*WHAT IS NEEDED*: Scan the entries below, and for each line that includes the word "payload", make a copy.
▬▬▬▬▬▬
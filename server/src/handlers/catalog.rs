use axum::extract::rejection::JsonRejection;
use axum::extract::{Path, Query, State};
use axum::response::Response;
use axum::Json;
use serde::{Deserialize, Serialize};

use super::{parse_id, SearchParams};
use crate::auth::{AdminUser, AuthUser};
use crate::models::engagement::{MAX_SCORE, MIN_SCORE};
use crate::models::{WorkDetail, WorkKind};
use crate::state::AppState;
use crate::store::WorkDeletion;
use crate::utils::response::success;
use crate::utils::{AppError, AppResult};

pub async fn featured_works(State(state): State<AppState>) -> AppResult<Response> {
    let works = state.store.featured_works().await?;
    Ok(success(works, "Featured works retrieved"))
}

pub async fn works_by_type(
    State(state): State<AppState>,
    Path(kind): Path<String>,
) -> AppResult<Response> {
    let kind = kind
        .parse::<WorkKind>()
        .map_err(|e| AppError::ValidationError(e.to_string()))?;
    let works = state.store.works_by_kind(kind).await?;
    Ok(success(works, format!("{kind} works retrieved")))
}

pub async fn search_works(
    State(state): State<AppState>,
    Query(params): Query<SearchParams>,
) -> AppResult<Response> {
    let works = state.store.search_works(params.required()?).await?;
    Ok(success(works, "Search completed"))
}

pub async fn work_detail(
    State(state): State<AppState>,
    Path(slug): Path<String>,
) -> AppResult<Response> {
    let work = state
        .store
        .find_work_by_slug(&slug)
        .await?
        .ok_or_else(|| AppError::NotFound(format!("Creative work '{slug}' not found")))?;
    let showtimes = state.store.showtimes_for_work(work.id).await?;
    let rating = state.store.rating_summary(work.id).await?;

    Ok(success(
        WorkDetail {
            work,
            showtimes,
            rating,
        },
        "Creative work retrieved",
    ))
}

#[derive(Serialize)]
struct DeletedWork {
    showtimes_removed: u64,
}

pub async fn delete_work(
    AdminUser(admin): AdminUser,
    State(state): State<AppState>,
    Path(id): Path<String>,
) -> AppResult<Response> {
    let id = parse_id(&id, "creative work")?;

    match state.store.delete_work(id).await? {
        WorkDeletion::Deleted { showtimes_removed } => {
            tracing::info!(
                work_id = %id,
                admin = %admin.user_id,
                showtimes_removed,
                "Creative work deleted"
            );
            Ok(success(
                DeletedWork { showtimes_removed },
                "Creative work deleted",
            ))
        }
        WorkDeletion::NotFound => Err(AppError::NotFound(format!(
            "Creative work '{id}' not found"
        ))),
        WorkDeletion::HasOrders => Err(AppError::Conflict(
            "Creative work has showtimes with orders and cannot be deleted".to_string(),
        )),
    }
}

pub async fn search_persons(
    State(state): State<AppState>,
    Query(params): Query<SearchParams>,
) -> AppResult<Response> {
    let persons = state.store.search_persons(params.required()?).await?;
    Ok(success(persons, "Search completed"))
}

#[derive(Debug, Deserialize)]
pub struct RateWork {
    pub score: i16,
}

pub async fn rate_work(
    user: AuthUser,
    State(state): State<AppState>,
    Path(id): Path<String>,
    payload: Result<Json<RateWork>, JsonRejection>,
) -> AppResult<Response> {
    let Json(body) = payload?;
    if !(MIN_SCORE..=MAX_SCORE).contains(&body.score) {
        return Err(AppError::ValidationError(format!(
            "score must be between {MIN_SCORE} and {MAX_SCORE}"
        )));
    }

    let id = parse_id(&id, "creative work")?;
    if state.store.find_work(id).await?.is_none() {
        return Err(AppError::NotFound(format!("Creative work '{id}' not found")));
    }

    let rating = state.store.rate_work(user.user_id, id, body.score).await?;
    Ok(success(rating, "Rating saved"))
}
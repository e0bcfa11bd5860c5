use axum::http::{header, HeaderName, HeaderValue, Method};
use tower_http::cors::{AllowOrigin, CorsLayer};

const PREFLIGHT_MAX_AGE_SECS: u64 = 86400;

/// `origins` is the comma-separated `CORS_ALLOWED_ORIGINS` value.
pub fn create_cors_layer(origins: &str) -> CorsLayer {
    let allowed_origins = parse_allowed_origins(origins);

    CorsLayer::new()
        .allow_origin(allowed_origins)
        .allow_methods([
            Method::GET,
            Method::POST,
            Method::PUT,
            Method::DELETE,
            Method::PATCH,
            Method::OPTIONS,
        ])
        .allow_headers([
            header::CONTENT_TYPE,
            header::AUTHORIZATION,
            header::ACCEPT,
            header::ORIGIN,
            HeaderName::from_static("x-requested-with"),
        ])
        .expose_headers([
            header::CONTENT_LENGTH,
            header::CONTENT_TYPE,
            HeaderName::from_static("x-request-id"),
        ])
        .allow_credentials(true)
        .max_age(std::time::Duration::from_secs(PREFLIGHT_MAX_AGE_SECS))
}

fn parse_allowed_origins(origins_str: &str) -> AllowOrigin {
    let origins: Vec<HeaderValue> = origins_str
        .split(',')
        .map(str::trim)
        .filter(|origin| !origin.is_empty())
        .filter_map(|origin| match origin.parse::<HeaderValue>() {
            Ok(value) => {
                tracing::debug!(origin, "CORS: allowing origin");
                Some(value)
            }
            Err(e) => {
                tracing::warn!(origin, error = %e, "CORS: ignoring invalid origin");
                None
            }
        })
        .collect();

    // `*` cannot be combined with credentials, so an empty list mirrors the caller.
    if origins.is_empty() {
        tracing::warn!("CORS: no valid origins configured, mirroring request origin");
        AllowOrigin::mirror_request()
    } else {
        tracing::info!("CORS: configured with {} allowed origin(s)", origins.len());
        AllowOrigin::list(origins)
    }
}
▬▬▬▬▬▬
*ANSWER BELOW*:
    payload: Result<Json<RateWork>, JsonRejection>,
    let Json(body) = payload?;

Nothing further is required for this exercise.